The new findings seem to account for a substantial part of the energy needed to cause the very high temperature of the corona, the outermost layer of the Sun's atmosphere. Since the corona's temperature was first measured 55 years ago, scientists have lacked a satisfactory explanation for why that temperature is three million degrees while the visible surface of the Sun is only 11,000 degrees Fahrenheit or about 6,000 degrees Celsius.

It is physically impossible to transfer thermal energy from the cooler surface to the much hotter corona, so the energy transfer had to be in the form of waves or magnetic energy, but no measurement to date had found adequate energy to account for the coronal temperature.

"We now have direct evidence for the upward transfer of magnetic energy from the Sun's surface toward the corona above. There is more than enough energy coming up from the loops of the 'magnetic carpet' to heat the corona to its known temperature," said Dr. Alan Title of the Stanford-Lockheed Institute for Space Research, Lockheed Martin Advanced Technology Center, Palo Alto, CA, who led the research. "Each one of these loops carries as much energy as a large hydroelectric plant, such as the Hoover dam, generates in about a million years!"

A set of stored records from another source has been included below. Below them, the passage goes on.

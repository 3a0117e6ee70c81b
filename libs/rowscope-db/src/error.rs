use rowscope_core::FilterError;

/// Errors surfaced by privileged query execution.
#[derive(Debug, thiserror::Error)]
pub enum PrivilegeDbError {
    /// Database error occurred during query execution.
    #[error("database error: {0}")]
    Db(#[from] sea_orm::DbErr),

    /// Privilege planning or evaluation failed.
    #[error(transparent)]
    Filter(#[from] FilterError),
}
/// Failure reported by a privilege selector for a single row.
///
/// Selectors are expected to be total for well-formed entities; this error
/// exists so a malformed row surfaces loudly instead of being skipped.
#[derive(Debug, thiserror::Error)]
#[error("{reason}")]
pub struct SelectorError {
    reason: String,
}

impl SelectorError {
    #[must_use]
    pub fn new(reason: impl Into<String>) -> Self {
        Self {
            reason: reason.into(),
        }
    }
}

/// Errors raised while building the privilege registry.
///
/// Registration happens once at startup; any error here is fatal and must
/// abort startup rather than leave a partial registry behind.
#[derive(Debug, thiserror::Error)]
pub enum RegistryError {
    /// A descriptor with the same label was already registered for this
    /// entity type. Additional descriptors with distinct labels are allowed
    /// and AND-composed at filter time.
    #[error("duplicate privilege descriptor '{label}' for entity '{entity}'")]
    DuplicateDescriptor { entity: &'static str, label: String },
}

/// Errors raised while planning or evaluating privilege filters.
///
/// Never swallowed: silently dropping a filter failure could leak rows the
/// principal is not authorized to see.
#[derive(Debug, thiserror::Error)]
pub enum FilterError {
    /// A selector failed while evaluating a row.
    #[error("privilege selector '{label}' failed for entity '{entity}': {reason}")]
    Evaluation {
        entity: &'static str,
        label: String,
        reason: String,
    },

    /// A descriptor references a field the storage layer cannot map to a
    /// column. This is a configuration mistake, not a data condition.
    #[error("privilege field '{field}' has no column mapping for entity '{entity}'")]
    UnmappedField {
        entity: &'static str,
        field: &'static str,
    },
}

"We now appear to be closing in on an explanation as to why the solar corona is over 100 times hotter than the solar surface - - the solution to a 55-year old puzzle," said Dr. George Withbroe, Director of the Sun-Earth Connection Program at NASA Headquarters, Washington, DC. "These results underline the importance of long- term study of the changing conditions on the Sun from the superior vantage point of space."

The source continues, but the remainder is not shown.